*** Opening Exercise inputs ***

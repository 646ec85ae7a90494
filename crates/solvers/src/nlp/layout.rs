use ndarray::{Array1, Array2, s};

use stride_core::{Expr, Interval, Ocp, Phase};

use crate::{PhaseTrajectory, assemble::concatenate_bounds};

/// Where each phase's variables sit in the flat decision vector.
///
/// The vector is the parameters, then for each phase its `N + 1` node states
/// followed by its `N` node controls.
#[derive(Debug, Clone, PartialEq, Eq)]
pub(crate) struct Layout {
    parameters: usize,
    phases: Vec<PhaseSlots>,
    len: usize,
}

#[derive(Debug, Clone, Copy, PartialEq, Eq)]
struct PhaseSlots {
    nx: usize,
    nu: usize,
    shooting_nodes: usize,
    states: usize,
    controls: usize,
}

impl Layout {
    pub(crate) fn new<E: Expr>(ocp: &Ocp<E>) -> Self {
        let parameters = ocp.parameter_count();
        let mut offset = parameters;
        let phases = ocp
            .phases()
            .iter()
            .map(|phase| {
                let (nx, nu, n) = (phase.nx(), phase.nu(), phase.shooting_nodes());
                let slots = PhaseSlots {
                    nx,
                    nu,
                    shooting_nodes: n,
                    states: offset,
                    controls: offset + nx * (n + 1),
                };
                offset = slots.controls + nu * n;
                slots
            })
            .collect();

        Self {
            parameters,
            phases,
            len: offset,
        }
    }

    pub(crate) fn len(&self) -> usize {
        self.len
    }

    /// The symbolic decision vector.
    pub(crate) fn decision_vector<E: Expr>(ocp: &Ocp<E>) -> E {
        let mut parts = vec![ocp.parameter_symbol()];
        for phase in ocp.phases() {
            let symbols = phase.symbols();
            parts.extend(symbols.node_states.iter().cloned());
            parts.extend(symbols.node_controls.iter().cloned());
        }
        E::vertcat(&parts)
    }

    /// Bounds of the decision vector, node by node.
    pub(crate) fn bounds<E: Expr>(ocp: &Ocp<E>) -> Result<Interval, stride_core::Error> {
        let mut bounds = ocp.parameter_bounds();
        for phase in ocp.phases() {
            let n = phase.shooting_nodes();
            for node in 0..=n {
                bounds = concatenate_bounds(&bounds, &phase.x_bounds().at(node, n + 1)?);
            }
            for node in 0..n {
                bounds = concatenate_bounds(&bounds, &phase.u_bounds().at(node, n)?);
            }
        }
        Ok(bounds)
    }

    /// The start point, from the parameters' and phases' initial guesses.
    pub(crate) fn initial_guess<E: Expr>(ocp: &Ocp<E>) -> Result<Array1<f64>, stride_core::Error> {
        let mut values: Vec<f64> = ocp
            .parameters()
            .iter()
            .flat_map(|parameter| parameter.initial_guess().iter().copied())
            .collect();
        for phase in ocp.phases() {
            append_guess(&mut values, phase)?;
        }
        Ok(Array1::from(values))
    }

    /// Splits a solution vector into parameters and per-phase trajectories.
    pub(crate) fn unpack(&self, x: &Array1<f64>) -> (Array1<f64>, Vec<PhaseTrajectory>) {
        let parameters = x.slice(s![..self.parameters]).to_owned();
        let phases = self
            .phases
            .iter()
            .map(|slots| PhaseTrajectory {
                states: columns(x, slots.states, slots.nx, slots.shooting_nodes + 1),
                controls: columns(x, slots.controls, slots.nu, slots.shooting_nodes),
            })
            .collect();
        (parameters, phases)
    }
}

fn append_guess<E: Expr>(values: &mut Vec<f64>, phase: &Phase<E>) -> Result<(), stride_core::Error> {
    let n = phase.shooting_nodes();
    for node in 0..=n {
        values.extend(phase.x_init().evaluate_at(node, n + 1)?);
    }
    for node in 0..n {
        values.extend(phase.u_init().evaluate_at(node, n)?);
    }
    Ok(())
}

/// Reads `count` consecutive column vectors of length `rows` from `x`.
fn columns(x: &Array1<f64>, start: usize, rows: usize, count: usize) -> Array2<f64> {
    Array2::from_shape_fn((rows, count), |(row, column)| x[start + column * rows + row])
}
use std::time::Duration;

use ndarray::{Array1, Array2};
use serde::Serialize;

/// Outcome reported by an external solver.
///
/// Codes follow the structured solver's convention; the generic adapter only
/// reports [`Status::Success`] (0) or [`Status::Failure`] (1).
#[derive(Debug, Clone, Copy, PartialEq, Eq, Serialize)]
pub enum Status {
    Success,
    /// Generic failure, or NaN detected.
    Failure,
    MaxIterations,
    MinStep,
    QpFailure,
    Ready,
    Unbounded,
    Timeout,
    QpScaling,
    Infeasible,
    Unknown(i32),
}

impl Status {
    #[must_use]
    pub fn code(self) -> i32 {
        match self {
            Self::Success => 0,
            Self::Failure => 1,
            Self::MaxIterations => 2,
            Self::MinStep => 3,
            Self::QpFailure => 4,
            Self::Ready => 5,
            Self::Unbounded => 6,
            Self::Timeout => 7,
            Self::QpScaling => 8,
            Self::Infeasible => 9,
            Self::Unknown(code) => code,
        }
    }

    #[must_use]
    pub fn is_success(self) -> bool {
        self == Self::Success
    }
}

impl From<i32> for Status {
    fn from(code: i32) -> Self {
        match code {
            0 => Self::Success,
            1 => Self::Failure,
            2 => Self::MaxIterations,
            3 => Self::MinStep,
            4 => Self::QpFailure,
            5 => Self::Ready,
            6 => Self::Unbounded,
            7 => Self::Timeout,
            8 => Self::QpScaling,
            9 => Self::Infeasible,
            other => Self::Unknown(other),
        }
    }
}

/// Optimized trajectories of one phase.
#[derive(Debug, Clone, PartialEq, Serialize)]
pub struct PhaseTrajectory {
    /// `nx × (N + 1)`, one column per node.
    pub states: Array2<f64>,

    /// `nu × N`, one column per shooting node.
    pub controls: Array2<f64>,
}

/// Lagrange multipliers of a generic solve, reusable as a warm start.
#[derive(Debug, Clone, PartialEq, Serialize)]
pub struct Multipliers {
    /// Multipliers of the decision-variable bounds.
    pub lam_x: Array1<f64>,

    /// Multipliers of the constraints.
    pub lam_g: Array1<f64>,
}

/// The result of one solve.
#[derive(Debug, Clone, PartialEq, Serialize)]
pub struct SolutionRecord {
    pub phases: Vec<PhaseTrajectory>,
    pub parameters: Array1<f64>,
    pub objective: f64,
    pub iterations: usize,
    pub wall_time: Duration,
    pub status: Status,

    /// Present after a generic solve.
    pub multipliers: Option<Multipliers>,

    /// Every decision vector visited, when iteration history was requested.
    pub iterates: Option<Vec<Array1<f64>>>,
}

*** Closing Exercise inputs ***

Task goal => An unaltered transcription of all the data above is needed.

Output =>
repository 646ec85ae7a90494
filename crates/solvers/src/nlp/layout.rs
use ndarray::{Array1, Array2, s};

use stride_core::{Expr, Interval, Ocp, Phase};

use crate::{PhaseTrajectory, assemble::concatenate_bounds};

/// Where each phase's variables sit in the flat decision vector.
///
/// The vector is the parameters, then for each phase its `N + 1` node states
/// followed by its `N` node controls.
#[derive(Debug, Clone, PartialEq, Eq)]
pub(crate) struct Layout {
    parameters: usize,
    phases: Vec<PhaseSlots>,
    len: usize,
}

#[derive(Debug, Clone, Copy, PartialEq, Eq)]
struct PhaseSlots {
    nx: usize,
    nu: usize,
    shooting_nodes: usize,
    states: usize,
    controls: usize,
}

impl Layout {
    pub(crate) fn new<E: Expr>(ocp: &Ocp<E>) -> Self {
        let parameters = ocp.parameter_count();
        let mut offset = parameters;
        let phases = ocp
            .phases()
            .iter()
            .map(|phase| {
                let (nx, nu, n) = (phase.nx(), phase.nu(), phase.shooting_nodes());
                let slots = PhaseSlots {
                    nx,
                    nu,
                    shooting_nodes: n,
                    states: offset,
                    controls: offset + nx * (n + 1),
                };
                offset = slots.controls + nu * n;
                slots
            })
            .collect();

        Self {
            parameters,
            phases,
            len: offset,
        }
    }

    pub(crate) fn len(&self) -> usize {
        self.len
    }

    /// The symbolic decision vector.
    pub(crate) fn decision_vector<E: Expr>(ocp: &Ocp<E>) -> E {
        let mut parts = vec![ocp.parameter_symbol()];
        for phase in ocp.phases() {
            let symbols = phase.symbols();
            parts.extend(symbols.node_states.iter().cloned());
            parts.extend(symbols.node_controls.iter().cloned());
        }
        E::vertcat(&parts)
    }

    /// Bounds of the decision vector, node by node.
    pub(crate) fn bounds<E: Expr>(ocp: &Ocp<E>) -> Result<Interval, stride_core::Error> {
        let mut bounds = ocp.parameter_bounds();
        for phase in ocp.phases() {
            let n = phase.shooting_nodes();
            for node in 0..=n {
                bounds = concatenate_bounds(&bounds, &phase.x_bounds().at(node, n + 1)?);
            }
            for node in 0..n {
                bounds = concatenate_bounds(&bounds, &phase.u_bounds().at(node, n)?);
            }
        }
        Ok(bounds)
    }

    /// The start point, from the parameters' and phases' initial guesses.
    pub(crate) fn initial_guess<E: Expr>(ocp: &Ocp<E>) -> Result<Array1<f64>, stride_core::Error> {
        let mut values: Vec<f64> = ocp
            .parameters()
            .iter()
            .flat_map(|parameter| parameter.initial_guess().iter().copied())
            .collect();
        for phase in ocp.phases() {
            append_guess(&mut values, phase)?;
        }
        Ok(Array1::from(values))
    }

    /// Splits a solution vector into parameters and per-phase trajectories.
    pub(crate) fn unpack(&self, x: &Array1<f64>) -> (Array1<f64>, Vec<PhaseTrajectory>) {
        let parameters = x.slice(s![..self.parameters]).to_owned();
        let phases = self
            .phases
            .iter()
            .map(|slots| PhaseTrajectory {
                states: columns(x, slots.states, slots.nx, slots.shooting_nodes + 1),
                controls: columns(x, slots.controls, slots.nu, slots.shooting_nodes),
            })
            .collect();
        (parameters, phases)
    }
}

fn append_guess<E: Expr>(values: &mut Vec<f64>, phase: &Phase<E>) -> Result<(), stride_core::Error> {
    let n = phase.shooting_nodes();
    for node in 0..=n {
        values.extend(phase.x_init().evaluate_at(node, n + 1)?);
    }
    for node in 0..n {
        values.extend(phase.u_init().evaluate_at(node, n)?);
    }
    Ok(())
}

/// Reads `count` consecutive column vectors of length `rows` from `x`.
fn columns(x: &Array1<f64>, start: usize, rows: usize, count: usize) -> Array2<f64> {
    Array2::from_shape_fn((rows, count), |(row, column)| x[start + column * rows + row])
}
use std::time::Duration;

use ndarray::{Array1, Array2};
use serde::Serialize;

/// Outcome reported by an external solver.
///
/// Codes follow the structured solver's convention; the generic adapter only
/// reports [`Status::Success`] (0) or [`Status::Failure`] (1).
#[derive(Debug, Clone, Copy, PartialEq, Eq, Serialize)]
pub enum Status {
    Success,
    /// Generic failure, or NaN detected.
    Failure,
    MaxIterations,
    MinStep,
    QpFailure,
    Ready,
    Unbounded,
    Timeout,
    QpScaling,
    Infeasible,
    Unknown(i32),
}

impl Status {
    #[must_use]
    pub fn code(self) -> i32 {
        match self {
            Self::Success => 0,
            Self::Failure => 1,
            Self::MaxIterations => 2,
            Self::MinStep => 3,
            Self::QpFailure => 4,
            Self::Ready => 5,
            Self::Unbounded => 6,
            Self::Timeout => 7,
            Self::QpScaling => 8,
            Self::Infeasible => 9,
            Self::Unknown(code) => code,
        }
    }

    #[must_use]
    pub fn is_success(self) -> bool {
        self == Self::Success
    }
}

impl From<i32> for Status {
    fn from(code: i32) -> Self {
        match code {
            0 => Self::Success,
            1 => Self::Failure,
            2 => Self::MaxIterations,
            3 => Self::MinStep,
            4 => Self::QpFailure,
            5 => Self::Ready,
            6 => Self::Unbounded,
            7 => Self::Timeout,
            8 => Self::QpScaling,
            9 => Self::Infeasible,
            other => Self::Unknown(other),
        }
    }
}

/// Optimized trajectories of one phase.
#[derive(Debug, Clone, PartialEq, Serialize)]
pub struct PhaseTrajectory {
    /// `nx × (N + 1)`, one column per node.
    pub states: Array2<f64>,

    /// `nu × N`, one column per shooting node.
    pub controls: Array2<f64>,
}

/// Lagrange multipliers of a generic solve, reusable as a warm start.
#[derive(Debug, Clone, PartialEq, Serialize)]
pub struct Multipliers {
    /// Multipliers of the decision-variable bounds.
    pub lam_x: Array1<f64>,

    /// Multipliers of the constraints.
    pub lam_g: Array1<f64>,
}

/// The result of one solve.
#[derive(Debug, Clone, PartialEq, Serialize)]
pub struct SolutionRecord {
    pub phases: Vec<PhaseTrajectory>,
    pub parameters: Array1<f64>,
    pub objective: f64,
    pub iterations: usize,
    pub wall_time: Duration,
    pub status: Status,

    /// Present after a generic solve.
    pub multipliers: Option<Multipliers>,

    /// Every decision vector visited, when iteration history was requested.
    pub iterates: Option<Vec<Array1<f64>>>,
}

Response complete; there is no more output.